### Problem requirements:
Write out the line that contains "async fn refresh_only_reads()", then every following line to the end of the records below, with no other lines and no changes.

### Material to process:
◇ ◇ ◇ ◇ ◇ ◇ ◇
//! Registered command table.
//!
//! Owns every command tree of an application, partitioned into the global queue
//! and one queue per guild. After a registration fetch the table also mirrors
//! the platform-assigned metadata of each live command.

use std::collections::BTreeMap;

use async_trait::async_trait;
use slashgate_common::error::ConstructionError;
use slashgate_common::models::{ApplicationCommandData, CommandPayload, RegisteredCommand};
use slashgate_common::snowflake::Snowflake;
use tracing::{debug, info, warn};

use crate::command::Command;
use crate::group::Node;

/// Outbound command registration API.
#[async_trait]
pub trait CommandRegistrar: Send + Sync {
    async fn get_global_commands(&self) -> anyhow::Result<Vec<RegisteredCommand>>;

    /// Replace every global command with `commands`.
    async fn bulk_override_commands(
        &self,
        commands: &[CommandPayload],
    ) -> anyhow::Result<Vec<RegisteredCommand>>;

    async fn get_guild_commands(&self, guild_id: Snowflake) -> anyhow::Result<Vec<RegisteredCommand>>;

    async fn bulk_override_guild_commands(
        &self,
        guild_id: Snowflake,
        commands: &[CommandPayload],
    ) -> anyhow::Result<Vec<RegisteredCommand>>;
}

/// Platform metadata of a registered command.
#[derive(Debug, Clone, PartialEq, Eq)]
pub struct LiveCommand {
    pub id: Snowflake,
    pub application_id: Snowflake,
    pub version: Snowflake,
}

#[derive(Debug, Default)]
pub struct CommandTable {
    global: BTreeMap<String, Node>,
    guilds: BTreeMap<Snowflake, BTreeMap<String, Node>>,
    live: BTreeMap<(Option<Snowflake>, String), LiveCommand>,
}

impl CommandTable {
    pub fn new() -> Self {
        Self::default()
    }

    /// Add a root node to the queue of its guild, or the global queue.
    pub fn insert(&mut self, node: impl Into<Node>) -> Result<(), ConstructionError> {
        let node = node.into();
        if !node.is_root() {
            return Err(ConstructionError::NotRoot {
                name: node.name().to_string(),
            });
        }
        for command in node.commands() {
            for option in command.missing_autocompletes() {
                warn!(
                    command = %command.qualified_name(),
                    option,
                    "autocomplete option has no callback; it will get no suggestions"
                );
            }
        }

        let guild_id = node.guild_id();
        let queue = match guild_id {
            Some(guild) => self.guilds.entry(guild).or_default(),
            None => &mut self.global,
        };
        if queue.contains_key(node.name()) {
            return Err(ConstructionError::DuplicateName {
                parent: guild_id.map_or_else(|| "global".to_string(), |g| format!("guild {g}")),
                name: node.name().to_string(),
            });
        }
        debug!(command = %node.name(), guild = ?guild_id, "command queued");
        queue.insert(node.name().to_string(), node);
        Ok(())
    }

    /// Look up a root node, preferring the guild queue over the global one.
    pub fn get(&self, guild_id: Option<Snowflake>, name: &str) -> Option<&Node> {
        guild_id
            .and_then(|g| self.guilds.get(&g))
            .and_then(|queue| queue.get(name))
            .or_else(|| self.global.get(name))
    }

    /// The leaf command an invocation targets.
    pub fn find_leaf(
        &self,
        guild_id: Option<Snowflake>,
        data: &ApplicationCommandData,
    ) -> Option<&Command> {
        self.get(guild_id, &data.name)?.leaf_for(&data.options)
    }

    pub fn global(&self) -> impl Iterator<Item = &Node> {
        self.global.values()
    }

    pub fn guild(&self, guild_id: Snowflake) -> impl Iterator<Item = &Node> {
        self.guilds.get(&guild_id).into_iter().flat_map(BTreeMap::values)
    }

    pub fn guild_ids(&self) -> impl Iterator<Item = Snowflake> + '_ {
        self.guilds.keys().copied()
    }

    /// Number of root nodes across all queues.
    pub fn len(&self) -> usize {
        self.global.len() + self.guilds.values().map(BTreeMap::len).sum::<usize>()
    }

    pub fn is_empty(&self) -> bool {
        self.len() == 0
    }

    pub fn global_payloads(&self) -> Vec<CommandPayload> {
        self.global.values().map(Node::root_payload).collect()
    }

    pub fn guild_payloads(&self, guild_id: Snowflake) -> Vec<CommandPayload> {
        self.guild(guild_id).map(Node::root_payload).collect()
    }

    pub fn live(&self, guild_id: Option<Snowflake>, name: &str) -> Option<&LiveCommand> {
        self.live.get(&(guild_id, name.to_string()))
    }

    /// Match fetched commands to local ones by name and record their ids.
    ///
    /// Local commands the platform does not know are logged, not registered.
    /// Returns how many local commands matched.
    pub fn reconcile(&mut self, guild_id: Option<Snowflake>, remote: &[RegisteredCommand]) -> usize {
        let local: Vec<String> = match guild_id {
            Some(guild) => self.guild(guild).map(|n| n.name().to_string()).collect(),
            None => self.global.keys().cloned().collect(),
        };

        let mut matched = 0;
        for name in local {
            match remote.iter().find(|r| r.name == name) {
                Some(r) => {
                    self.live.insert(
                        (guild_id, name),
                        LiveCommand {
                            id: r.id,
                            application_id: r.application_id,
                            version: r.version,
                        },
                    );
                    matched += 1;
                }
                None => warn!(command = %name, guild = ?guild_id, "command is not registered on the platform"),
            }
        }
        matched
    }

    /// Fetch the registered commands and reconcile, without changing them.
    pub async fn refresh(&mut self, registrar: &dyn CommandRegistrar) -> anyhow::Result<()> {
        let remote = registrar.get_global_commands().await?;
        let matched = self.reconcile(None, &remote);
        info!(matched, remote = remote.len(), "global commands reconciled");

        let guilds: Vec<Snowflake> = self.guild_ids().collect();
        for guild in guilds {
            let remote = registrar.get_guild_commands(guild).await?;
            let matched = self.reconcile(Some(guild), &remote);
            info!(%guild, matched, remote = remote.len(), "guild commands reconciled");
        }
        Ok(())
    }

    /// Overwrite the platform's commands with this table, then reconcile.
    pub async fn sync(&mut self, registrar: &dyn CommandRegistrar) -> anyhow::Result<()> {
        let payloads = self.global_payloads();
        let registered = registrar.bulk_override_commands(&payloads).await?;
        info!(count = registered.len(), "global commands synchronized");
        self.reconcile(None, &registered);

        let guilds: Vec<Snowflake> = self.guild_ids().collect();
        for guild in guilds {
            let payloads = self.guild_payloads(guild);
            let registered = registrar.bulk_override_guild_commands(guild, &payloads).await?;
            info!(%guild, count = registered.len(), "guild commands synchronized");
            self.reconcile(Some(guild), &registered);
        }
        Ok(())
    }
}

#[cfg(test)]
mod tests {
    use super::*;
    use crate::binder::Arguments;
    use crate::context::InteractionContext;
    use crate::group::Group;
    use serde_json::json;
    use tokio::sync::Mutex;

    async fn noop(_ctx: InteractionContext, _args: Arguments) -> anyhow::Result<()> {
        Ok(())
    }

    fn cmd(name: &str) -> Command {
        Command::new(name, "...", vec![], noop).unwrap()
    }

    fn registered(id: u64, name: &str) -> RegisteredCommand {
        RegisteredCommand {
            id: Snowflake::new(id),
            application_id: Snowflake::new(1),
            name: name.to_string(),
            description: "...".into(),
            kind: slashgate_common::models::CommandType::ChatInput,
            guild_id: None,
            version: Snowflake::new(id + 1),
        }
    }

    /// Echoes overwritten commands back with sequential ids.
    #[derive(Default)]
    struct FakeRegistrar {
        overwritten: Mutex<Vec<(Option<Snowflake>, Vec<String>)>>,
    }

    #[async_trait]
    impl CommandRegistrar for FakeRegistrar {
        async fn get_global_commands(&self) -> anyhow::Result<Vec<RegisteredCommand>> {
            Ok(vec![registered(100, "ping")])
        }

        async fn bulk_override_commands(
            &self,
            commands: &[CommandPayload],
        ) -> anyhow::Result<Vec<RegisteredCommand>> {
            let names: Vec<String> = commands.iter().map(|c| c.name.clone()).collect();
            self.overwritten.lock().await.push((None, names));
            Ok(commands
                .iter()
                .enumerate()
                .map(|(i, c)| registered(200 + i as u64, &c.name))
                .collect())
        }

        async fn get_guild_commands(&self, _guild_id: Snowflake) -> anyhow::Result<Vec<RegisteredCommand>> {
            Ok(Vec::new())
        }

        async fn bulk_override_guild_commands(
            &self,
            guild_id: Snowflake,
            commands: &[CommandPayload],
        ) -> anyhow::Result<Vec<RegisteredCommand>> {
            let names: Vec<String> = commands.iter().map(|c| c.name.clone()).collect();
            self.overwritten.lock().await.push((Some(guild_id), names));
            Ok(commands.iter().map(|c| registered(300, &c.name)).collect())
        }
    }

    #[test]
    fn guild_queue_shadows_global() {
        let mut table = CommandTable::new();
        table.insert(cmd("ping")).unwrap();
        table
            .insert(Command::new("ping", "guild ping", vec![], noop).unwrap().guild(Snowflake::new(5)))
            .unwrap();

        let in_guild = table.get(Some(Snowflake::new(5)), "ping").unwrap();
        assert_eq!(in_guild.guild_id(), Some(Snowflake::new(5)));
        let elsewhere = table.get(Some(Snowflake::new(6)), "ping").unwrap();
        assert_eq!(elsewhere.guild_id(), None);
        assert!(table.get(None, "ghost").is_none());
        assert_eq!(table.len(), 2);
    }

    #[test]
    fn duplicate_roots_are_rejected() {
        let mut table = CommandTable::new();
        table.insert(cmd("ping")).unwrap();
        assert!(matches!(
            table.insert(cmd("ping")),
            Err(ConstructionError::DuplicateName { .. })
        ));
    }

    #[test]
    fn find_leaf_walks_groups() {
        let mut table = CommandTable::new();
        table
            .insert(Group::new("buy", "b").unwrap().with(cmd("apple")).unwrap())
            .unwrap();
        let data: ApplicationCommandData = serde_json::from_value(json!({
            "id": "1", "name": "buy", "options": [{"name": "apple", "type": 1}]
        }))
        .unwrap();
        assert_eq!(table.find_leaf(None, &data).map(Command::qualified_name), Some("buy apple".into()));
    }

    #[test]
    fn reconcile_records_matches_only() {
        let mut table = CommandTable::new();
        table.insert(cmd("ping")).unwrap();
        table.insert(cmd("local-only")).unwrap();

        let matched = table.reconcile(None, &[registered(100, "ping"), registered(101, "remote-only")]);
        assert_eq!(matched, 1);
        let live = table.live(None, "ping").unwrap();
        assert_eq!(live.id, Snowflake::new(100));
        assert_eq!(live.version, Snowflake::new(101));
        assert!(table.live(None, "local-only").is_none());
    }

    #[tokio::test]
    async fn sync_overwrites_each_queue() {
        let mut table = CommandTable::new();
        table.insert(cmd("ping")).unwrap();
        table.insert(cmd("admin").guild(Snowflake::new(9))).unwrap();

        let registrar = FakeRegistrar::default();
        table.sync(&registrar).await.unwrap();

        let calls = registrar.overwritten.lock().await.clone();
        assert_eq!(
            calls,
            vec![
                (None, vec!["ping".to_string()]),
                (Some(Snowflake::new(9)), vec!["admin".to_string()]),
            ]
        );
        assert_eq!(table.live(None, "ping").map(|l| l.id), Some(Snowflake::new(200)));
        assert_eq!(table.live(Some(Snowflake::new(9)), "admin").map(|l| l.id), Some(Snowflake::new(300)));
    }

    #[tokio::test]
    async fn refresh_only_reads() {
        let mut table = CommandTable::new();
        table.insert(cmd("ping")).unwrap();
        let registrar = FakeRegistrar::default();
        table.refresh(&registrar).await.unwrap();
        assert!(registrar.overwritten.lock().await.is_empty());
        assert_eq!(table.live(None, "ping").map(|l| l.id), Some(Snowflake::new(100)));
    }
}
◇ ◇ ◇ ◇ ◇ ◇ ◇
### Task answer:
    async fn refresh_only_reads() {
        let mut table = CommandTable::new();
        table.insert(cmd("ping")).unwrap();
        let registrar = FakeRegistrar::default();
        table.refresh(&registrar).await.unwrap();
        assert!(registrar.overwritten.lock().await.is_empty());
        assert_eq!(table.live(None, "ping").map(|l| l.id), Some(Snowflake::new(100)));
    }
}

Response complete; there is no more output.